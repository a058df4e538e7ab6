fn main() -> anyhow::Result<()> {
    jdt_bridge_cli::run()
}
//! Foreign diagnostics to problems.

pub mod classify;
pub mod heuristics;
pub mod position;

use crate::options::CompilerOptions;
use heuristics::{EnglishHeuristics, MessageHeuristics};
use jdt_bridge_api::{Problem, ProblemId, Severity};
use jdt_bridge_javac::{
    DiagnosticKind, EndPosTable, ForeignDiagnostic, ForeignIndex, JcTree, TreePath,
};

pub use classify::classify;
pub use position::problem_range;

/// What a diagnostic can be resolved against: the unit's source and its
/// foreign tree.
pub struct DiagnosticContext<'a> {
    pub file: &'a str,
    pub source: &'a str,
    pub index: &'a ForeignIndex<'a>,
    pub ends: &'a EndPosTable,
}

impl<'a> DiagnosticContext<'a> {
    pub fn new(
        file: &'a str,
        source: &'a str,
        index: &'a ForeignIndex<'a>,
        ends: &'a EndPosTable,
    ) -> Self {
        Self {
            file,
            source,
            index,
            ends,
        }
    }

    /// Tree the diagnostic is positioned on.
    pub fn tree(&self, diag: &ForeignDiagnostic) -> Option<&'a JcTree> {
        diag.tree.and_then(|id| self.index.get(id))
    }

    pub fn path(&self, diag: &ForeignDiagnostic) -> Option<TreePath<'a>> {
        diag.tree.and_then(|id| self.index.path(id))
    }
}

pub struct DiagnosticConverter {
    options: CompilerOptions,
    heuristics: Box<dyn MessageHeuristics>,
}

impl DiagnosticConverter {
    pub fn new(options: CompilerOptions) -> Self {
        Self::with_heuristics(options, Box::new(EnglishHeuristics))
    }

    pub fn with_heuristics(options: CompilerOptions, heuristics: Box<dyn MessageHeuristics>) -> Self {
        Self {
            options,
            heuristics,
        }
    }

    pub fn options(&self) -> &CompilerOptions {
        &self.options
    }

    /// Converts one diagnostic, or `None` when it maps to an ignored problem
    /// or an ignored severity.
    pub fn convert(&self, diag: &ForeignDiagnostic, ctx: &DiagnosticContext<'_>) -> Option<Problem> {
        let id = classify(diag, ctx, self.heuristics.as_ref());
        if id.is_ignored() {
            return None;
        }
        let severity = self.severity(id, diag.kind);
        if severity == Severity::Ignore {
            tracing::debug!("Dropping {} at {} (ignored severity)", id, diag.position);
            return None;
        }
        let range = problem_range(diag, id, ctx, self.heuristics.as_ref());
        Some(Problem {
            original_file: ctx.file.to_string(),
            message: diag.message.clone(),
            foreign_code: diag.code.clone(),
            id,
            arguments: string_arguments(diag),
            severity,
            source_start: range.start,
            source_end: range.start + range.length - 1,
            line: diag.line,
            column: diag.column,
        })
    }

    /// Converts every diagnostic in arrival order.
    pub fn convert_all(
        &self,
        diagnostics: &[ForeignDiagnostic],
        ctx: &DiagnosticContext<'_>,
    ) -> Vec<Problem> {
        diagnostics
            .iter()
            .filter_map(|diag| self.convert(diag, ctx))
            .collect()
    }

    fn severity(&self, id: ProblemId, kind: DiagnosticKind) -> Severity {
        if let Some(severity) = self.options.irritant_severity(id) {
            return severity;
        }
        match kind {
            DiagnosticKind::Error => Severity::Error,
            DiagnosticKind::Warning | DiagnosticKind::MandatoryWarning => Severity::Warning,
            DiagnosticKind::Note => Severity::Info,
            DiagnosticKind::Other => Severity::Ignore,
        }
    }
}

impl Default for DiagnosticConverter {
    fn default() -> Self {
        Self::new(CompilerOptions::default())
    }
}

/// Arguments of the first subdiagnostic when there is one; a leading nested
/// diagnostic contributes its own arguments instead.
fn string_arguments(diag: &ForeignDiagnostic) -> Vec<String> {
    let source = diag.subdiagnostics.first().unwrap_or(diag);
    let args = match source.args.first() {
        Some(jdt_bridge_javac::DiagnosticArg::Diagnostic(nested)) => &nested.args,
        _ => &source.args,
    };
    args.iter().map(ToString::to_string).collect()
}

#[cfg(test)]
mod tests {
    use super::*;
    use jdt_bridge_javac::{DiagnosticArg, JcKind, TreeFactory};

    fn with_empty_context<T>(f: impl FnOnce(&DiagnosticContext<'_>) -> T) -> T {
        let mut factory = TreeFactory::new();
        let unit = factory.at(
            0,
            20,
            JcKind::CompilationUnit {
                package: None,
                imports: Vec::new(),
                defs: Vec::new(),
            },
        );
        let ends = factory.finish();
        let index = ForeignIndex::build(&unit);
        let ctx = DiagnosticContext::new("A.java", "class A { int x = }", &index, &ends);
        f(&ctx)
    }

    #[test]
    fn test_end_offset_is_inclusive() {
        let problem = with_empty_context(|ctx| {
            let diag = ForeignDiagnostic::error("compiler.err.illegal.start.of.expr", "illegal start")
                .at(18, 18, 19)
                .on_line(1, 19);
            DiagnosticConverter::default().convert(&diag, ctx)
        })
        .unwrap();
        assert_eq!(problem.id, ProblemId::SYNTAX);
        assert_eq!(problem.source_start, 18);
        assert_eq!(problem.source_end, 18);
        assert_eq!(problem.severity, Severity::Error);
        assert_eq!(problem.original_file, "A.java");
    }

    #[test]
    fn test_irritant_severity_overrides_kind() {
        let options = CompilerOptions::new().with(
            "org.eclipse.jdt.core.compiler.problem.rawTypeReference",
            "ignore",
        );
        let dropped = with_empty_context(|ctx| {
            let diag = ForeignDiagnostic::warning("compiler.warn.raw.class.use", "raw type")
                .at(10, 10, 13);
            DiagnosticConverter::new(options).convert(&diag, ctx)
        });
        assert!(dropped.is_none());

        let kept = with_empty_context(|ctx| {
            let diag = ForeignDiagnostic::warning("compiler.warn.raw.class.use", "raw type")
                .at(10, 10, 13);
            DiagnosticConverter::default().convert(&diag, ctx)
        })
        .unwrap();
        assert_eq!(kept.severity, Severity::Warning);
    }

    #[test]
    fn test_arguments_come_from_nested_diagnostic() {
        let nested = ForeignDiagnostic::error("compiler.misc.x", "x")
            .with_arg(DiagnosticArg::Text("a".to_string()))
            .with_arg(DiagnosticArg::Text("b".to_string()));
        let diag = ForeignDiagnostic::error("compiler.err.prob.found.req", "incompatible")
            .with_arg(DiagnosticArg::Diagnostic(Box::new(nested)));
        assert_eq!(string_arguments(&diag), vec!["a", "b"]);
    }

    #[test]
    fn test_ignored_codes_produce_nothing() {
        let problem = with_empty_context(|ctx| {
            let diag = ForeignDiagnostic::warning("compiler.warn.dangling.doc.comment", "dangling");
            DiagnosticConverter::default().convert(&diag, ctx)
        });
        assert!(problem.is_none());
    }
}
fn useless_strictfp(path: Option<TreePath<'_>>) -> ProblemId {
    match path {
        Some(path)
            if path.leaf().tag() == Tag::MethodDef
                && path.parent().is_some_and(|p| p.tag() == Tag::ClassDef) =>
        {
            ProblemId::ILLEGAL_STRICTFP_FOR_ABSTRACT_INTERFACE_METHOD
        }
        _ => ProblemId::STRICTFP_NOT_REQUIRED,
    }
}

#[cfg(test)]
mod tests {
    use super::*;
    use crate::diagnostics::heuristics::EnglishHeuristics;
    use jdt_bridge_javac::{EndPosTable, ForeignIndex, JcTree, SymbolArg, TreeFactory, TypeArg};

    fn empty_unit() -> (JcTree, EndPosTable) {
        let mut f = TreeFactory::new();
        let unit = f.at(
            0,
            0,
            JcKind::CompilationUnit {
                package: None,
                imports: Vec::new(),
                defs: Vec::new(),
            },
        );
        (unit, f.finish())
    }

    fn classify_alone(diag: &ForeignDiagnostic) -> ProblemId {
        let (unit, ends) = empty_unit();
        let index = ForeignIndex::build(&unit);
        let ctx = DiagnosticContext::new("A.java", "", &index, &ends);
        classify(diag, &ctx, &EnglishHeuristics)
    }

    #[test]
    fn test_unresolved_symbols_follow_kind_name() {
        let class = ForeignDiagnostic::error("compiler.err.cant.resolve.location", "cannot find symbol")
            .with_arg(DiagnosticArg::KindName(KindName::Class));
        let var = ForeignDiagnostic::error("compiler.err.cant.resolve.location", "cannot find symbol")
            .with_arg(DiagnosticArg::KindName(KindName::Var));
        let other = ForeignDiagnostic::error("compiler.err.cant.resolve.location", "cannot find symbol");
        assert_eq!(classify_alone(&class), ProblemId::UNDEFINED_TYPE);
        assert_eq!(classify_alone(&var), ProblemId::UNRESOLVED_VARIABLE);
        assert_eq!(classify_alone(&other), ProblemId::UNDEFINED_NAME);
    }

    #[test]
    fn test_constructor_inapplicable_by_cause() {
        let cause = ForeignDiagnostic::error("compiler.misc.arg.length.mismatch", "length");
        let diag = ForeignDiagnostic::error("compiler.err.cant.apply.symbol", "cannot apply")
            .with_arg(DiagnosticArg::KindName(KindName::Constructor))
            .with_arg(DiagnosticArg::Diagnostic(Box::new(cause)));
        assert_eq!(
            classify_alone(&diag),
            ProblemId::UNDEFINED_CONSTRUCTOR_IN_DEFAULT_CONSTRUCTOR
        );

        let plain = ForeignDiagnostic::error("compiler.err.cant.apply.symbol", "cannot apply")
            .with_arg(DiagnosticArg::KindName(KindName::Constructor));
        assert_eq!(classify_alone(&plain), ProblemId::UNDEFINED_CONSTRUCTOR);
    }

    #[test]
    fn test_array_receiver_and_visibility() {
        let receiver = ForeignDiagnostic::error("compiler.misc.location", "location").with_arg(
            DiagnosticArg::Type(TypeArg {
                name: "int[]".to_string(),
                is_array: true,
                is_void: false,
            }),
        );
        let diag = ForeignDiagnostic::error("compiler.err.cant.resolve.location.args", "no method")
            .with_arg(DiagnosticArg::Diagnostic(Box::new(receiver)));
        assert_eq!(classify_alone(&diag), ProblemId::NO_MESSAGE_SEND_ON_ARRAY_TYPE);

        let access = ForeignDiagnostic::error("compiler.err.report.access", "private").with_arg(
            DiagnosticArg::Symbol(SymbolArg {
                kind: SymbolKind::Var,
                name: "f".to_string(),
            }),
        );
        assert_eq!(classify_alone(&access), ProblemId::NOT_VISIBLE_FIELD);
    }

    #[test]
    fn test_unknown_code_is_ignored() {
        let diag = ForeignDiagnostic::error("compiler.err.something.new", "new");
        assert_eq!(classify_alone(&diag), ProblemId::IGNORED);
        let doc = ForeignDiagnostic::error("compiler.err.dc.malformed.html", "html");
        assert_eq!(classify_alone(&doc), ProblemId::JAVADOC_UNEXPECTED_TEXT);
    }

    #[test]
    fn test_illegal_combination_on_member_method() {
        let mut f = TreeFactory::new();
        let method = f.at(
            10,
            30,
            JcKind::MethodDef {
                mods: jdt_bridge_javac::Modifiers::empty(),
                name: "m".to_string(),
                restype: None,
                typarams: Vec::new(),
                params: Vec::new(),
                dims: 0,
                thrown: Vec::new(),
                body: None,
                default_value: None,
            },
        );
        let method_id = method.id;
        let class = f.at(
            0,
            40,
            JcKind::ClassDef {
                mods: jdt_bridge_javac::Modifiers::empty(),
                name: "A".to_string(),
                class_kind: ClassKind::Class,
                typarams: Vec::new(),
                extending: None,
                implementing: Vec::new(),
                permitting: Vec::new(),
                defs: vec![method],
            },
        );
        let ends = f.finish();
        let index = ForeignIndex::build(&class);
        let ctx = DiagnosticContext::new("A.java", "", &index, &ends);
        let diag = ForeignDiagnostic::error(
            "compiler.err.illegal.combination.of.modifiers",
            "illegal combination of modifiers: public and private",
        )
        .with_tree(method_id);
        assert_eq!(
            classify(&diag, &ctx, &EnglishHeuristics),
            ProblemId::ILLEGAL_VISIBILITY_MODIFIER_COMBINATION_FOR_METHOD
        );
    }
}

- [About this exercise]:
Track down every line in the entries that includes the string "kept", and copy it.

- [Exercise output]:
        let kept = with_empty_context(|ctx| {
        assert_eq!(kept.severity, Severity::Warning);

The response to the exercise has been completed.